## Aim of the exercise:
Show every line of the records below that contains the word "spec".

[Stored data]
▼

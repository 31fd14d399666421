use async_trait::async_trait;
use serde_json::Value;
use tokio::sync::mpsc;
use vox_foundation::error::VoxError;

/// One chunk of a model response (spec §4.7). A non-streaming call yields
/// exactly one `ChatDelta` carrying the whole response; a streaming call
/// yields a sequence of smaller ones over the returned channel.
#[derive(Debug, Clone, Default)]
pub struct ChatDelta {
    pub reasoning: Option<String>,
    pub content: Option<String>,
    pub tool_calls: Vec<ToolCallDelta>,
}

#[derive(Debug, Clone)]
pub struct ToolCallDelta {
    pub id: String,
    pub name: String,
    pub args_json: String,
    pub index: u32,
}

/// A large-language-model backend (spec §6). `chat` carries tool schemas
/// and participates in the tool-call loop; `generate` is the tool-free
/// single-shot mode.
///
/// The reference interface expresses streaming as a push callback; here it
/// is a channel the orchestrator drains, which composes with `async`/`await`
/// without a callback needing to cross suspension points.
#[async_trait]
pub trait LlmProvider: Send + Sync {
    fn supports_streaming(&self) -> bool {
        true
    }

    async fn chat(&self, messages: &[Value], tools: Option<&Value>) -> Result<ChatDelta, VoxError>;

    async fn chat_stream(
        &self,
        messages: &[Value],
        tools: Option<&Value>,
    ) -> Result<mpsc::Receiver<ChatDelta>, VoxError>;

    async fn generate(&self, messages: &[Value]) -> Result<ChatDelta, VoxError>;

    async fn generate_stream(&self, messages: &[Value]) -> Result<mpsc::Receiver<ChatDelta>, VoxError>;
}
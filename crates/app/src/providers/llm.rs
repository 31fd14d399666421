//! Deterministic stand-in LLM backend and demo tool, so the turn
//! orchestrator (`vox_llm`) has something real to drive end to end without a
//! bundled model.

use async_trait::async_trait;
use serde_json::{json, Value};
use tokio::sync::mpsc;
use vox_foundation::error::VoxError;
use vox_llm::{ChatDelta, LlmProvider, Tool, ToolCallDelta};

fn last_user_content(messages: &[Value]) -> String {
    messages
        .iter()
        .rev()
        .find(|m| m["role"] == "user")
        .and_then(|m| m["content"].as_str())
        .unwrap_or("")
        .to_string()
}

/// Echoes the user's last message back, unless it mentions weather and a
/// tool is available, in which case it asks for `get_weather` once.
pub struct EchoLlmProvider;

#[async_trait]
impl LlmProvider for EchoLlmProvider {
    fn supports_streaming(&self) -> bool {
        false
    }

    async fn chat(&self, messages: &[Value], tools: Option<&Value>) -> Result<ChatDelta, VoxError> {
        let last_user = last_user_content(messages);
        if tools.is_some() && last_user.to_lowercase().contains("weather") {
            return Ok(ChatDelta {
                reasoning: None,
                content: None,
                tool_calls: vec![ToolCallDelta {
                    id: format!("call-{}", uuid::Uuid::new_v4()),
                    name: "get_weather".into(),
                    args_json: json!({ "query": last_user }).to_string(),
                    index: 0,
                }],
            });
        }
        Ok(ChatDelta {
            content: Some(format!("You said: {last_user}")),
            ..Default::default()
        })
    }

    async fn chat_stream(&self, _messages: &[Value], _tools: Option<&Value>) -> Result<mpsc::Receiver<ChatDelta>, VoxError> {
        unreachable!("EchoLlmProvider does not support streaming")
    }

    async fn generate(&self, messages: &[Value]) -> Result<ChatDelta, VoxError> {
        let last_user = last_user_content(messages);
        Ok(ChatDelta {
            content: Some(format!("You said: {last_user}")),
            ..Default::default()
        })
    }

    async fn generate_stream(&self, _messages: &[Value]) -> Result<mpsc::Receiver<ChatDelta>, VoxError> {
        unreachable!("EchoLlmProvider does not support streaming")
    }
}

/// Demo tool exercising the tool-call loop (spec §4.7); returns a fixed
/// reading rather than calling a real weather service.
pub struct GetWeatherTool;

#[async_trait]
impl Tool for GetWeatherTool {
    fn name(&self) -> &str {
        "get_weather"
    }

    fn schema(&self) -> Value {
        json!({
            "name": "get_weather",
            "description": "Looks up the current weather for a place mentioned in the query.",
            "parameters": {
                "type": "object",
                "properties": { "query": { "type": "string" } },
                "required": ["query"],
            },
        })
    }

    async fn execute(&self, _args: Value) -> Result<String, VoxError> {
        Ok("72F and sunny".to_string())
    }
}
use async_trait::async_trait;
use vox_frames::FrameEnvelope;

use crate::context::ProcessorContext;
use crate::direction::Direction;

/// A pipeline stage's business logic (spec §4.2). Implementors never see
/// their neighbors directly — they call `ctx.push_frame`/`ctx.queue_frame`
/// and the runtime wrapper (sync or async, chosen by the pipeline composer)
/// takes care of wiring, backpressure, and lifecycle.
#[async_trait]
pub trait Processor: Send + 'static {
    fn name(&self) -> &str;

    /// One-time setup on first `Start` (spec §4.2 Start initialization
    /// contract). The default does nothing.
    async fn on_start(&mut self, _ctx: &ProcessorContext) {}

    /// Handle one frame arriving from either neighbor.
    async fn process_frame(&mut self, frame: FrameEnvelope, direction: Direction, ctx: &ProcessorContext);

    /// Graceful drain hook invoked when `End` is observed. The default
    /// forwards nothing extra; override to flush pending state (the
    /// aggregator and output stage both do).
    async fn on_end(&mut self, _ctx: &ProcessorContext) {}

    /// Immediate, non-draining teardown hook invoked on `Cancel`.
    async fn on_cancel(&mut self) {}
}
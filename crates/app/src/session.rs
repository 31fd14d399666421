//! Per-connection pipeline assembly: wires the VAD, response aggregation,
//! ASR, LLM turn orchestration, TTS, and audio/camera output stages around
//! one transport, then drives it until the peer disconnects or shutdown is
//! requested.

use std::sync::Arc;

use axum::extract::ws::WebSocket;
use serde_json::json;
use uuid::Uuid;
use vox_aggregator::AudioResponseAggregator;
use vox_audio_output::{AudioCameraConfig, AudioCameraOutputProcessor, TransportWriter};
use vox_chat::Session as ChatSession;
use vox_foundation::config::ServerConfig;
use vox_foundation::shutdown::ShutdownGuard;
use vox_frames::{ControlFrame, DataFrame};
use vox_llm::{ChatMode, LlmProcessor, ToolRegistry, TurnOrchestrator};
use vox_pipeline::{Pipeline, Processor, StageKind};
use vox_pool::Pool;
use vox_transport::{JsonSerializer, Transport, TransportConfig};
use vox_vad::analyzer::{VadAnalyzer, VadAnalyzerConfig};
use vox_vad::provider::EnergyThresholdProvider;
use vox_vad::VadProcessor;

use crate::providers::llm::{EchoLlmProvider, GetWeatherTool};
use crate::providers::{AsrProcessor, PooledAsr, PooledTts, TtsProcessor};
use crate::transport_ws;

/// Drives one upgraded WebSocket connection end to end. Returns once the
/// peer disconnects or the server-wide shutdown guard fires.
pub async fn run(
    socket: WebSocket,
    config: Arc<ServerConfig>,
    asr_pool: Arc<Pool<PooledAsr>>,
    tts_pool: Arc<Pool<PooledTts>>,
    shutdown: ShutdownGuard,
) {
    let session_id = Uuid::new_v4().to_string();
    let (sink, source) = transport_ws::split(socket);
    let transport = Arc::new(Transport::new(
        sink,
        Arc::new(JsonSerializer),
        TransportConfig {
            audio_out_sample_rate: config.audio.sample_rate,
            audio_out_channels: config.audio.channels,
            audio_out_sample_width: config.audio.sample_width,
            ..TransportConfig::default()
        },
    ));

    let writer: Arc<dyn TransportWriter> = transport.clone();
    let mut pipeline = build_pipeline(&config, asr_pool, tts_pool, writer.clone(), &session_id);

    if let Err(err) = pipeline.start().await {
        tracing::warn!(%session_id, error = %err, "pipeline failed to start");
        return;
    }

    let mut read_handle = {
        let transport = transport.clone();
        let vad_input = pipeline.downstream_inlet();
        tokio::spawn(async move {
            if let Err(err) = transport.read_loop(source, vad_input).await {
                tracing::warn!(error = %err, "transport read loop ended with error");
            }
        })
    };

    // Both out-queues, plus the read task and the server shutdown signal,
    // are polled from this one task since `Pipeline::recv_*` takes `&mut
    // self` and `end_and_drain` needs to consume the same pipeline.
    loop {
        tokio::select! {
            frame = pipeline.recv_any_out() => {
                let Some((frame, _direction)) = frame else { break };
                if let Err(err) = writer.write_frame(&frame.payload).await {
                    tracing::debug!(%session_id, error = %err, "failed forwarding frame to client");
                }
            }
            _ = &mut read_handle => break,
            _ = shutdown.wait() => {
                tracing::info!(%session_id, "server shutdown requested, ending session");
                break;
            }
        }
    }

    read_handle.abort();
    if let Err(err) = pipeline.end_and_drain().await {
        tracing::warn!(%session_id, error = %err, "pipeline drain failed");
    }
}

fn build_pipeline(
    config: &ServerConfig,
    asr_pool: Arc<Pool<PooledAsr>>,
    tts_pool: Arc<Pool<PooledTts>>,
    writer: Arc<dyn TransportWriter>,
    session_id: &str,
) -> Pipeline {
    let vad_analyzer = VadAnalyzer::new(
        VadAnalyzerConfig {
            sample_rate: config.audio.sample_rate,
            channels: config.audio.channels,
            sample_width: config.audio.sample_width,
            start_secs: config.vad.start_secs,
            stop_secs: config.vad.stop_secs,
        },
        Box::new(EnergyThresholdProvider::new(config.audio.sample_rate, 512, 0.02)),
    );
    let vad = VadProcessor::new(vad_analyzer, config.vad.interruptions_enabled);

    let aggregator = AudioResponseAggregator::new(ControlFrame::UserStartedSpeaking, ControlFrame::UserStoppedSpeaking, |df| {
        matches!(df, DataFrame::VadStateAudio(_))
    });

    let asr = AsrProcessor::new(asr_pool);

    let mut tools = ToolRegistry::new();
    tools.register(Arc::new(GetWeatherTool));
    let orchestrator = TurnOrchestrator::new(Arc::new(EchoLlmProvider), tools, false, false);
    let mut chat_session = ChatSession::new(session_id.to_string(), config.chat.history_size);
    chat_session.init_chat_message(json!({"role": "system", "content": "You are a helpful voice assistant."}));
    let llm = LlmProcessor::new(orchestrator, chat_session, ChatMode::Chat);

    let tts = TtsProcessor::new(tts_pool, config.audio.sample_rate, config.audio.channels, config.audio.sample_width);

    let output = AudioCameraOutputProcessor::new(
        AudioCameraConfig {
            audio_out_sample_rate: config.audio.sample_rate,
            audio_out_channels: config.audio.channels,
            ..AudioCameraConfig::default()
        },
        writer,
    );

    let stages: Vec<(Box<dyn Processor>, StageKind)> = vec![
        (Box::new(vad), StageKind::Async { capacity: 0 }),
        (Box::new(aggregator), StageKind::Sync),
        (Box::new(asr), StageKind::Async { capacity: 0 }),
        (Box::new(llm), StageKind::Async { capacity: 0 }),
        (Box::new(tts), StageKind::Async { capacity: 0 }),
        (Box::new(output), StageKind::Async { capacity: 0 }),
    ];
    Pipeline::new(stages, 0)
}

▲

## Exercise result:
/// One chunk of a model response (spec §4.7). A non-streaming call yields
/// A large-language-model backend (spec §6). `chat` carries tool schemas
/// Demo tool exercising the tool-call loop (spec §4.7); returns a fixed
/// A pipeline stage's business logic (spec §4.2). Implementors never see
    /// One-time setup on first `Start` (spec §4.2 Start initialization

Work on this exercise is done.